Cultural restraints in underprivileged and remote areas deny women their rights to access most health facilities. Women are not allowed to leave the residence without the company of a male member of the house even if their health demands them to do so. Most people frown upon women getting medically assessed by a male physician. These futile restraints have resulted in rigid ignorance which doesn’t allow women their basic right to choice and life. Many a time women are subjected to unethical and unprofessional procedures in the absence of a female doctor or a male member who can take them to a doctor, leading to long-term health complications or even death. In Pakistan, strict abortion laws and unsafe medical procedures are one of the leading causes of maternal mortality.
It is not only important but crucial to educate the masses on the significance of maintaining the reproductive health in order for this violence to end. Countless women and infants either lose their lives to a disease or are deprived of a healthy life due to improper care and inappropriate procedures (hygiene, competency).

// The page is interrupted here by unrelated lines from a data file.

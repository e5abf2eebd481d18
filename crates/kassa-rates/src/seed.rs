//! # Seed Rates
//!
//! The static rate table the dashboard ships with, and the startup routine
//! that loads it (plus any configured rates) into a converter.
//!
//! ## Seeding Order
//! ```text
//! ┌─────────────────────────────────────────────────────────────────────────┐
//! │  seed_rates(converter, config)                                          │
//! │       │                                                                 │
//! │       ├── config.seed.mock_rates? ──► MOCK_RATES (10 directed pairs)    │
//! │       │                                                                 │
//! │       └── config.rates ─────────────► explicit entries (override mock)  │
//! │                                                                         │
//! │  Both directions of every mock pair are listed explicitly. Nothing is  │
//! │  inverted at runtime: EUR→GBP is simply not available.                 │
//! └─────────────────────────────────────────────────────────────────────────┘
//! ```

use kassa_core::{Currency, CurrencyConverter, ExchangeRate};
use tracing::info;

use crate::config::RatesConfig;

/// Static mock rates, USD against every other registry currency.
pub const MOCK_RATES: &[(Currency, Currency, f64)] = &[
    (Currency::USD, Currency::EUR, 0.92),
    (Currency::EUR, Currency::USD, 1.09),
    (Currency::USD, Currency::GBP, 0.79),
    (Currency::GBP, Currency::USD, 1.27),
    (Currency::USD, Currency::CAD, 1.36),
    (Currency::CAD, Currency::USD, 0.74),
    (Currency::USD, Currency::KSH, 129.5),
    (Currency::KSH, Currency::USD, 0.0077),
    (Currency::USD, Currency::ZAR, 18.2),
    (Currency::ZAR, Currency::USD, 0.055),
];

/// Returns [`MOCK_RATES`] as converter entries.
pub fn mock_rates() -> Vec<ExchangeRate> {
    MOCK_RATES
        .iter()
        .map(|(from, to, rate)| ExchangeRate {
            from: from.code().to_string(),
            to: to.code().to_string(),
            rate: *rate,
        })
        .collect()
}

/// Loads mock rates (if enabled) and configured rates into `converter`.
///
/// Returns the number of rate writes performed. Configured entries for a
/// direction already present in the mock table overwrite it.
pub fn seed_rates(converter: &CurrencyConverter, config: &RatesConfig) -> usize {
    let mut written = 0;

    if config.seed.mock_rates {
        written += converter.set_rates(mock_rates());
    }

    written += converter.set_rates(config.rates.iter().cloned().map(ExchangeRate::from));

    info!(
        written,
        stored = converter.rate_count(),
        mock = config.seed.mock_rates,
        "Seeded exchange rates"
    );
    written
}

Women’s sexual and reproductive health is related to multiple human rights, including the right to life, the right to be free from torture, the right to health, the right to privacy, the right to education, and the prohibition of discrimination. The Committee on Economic, Social and Cultural Rights and the Committee on the Elimination of Discrimination against Women (CEDAW) have both clearly indicated that women’s right to health includes their sexual and reproductive health. This means that States have obligations to respect, protect and fulfill rights related to women’s sexual and reproductive health. The Special Rapporteur on the right of everyone to the enjoyment of the highest attainable standard of physical and mental health maintains that women are entitled to reproductive health care services, goods and facilities that are:
- available in adequate numbers
- accessible physically and economically
- accessible without discrimination
- of good quality
UNFPA strives to ensure quality sexual and reproductive health information and services, including contraceptive services, violence against women and girls and sexual reproductive health needs of adolescents. Universal access to sexual reproductive health and women’s choice over their own reproductive choices is essential not only to achieve sustainable development but also to ensure empowerment for women.
A lot more needs to be done in Pakistan to alleviate this crisis or to facilitate the access of health care for women and protect them against violence on these grounds. An in-depth analysis of the issue and recommendations to mitigate it has been provided in a report by Lead Pakistan.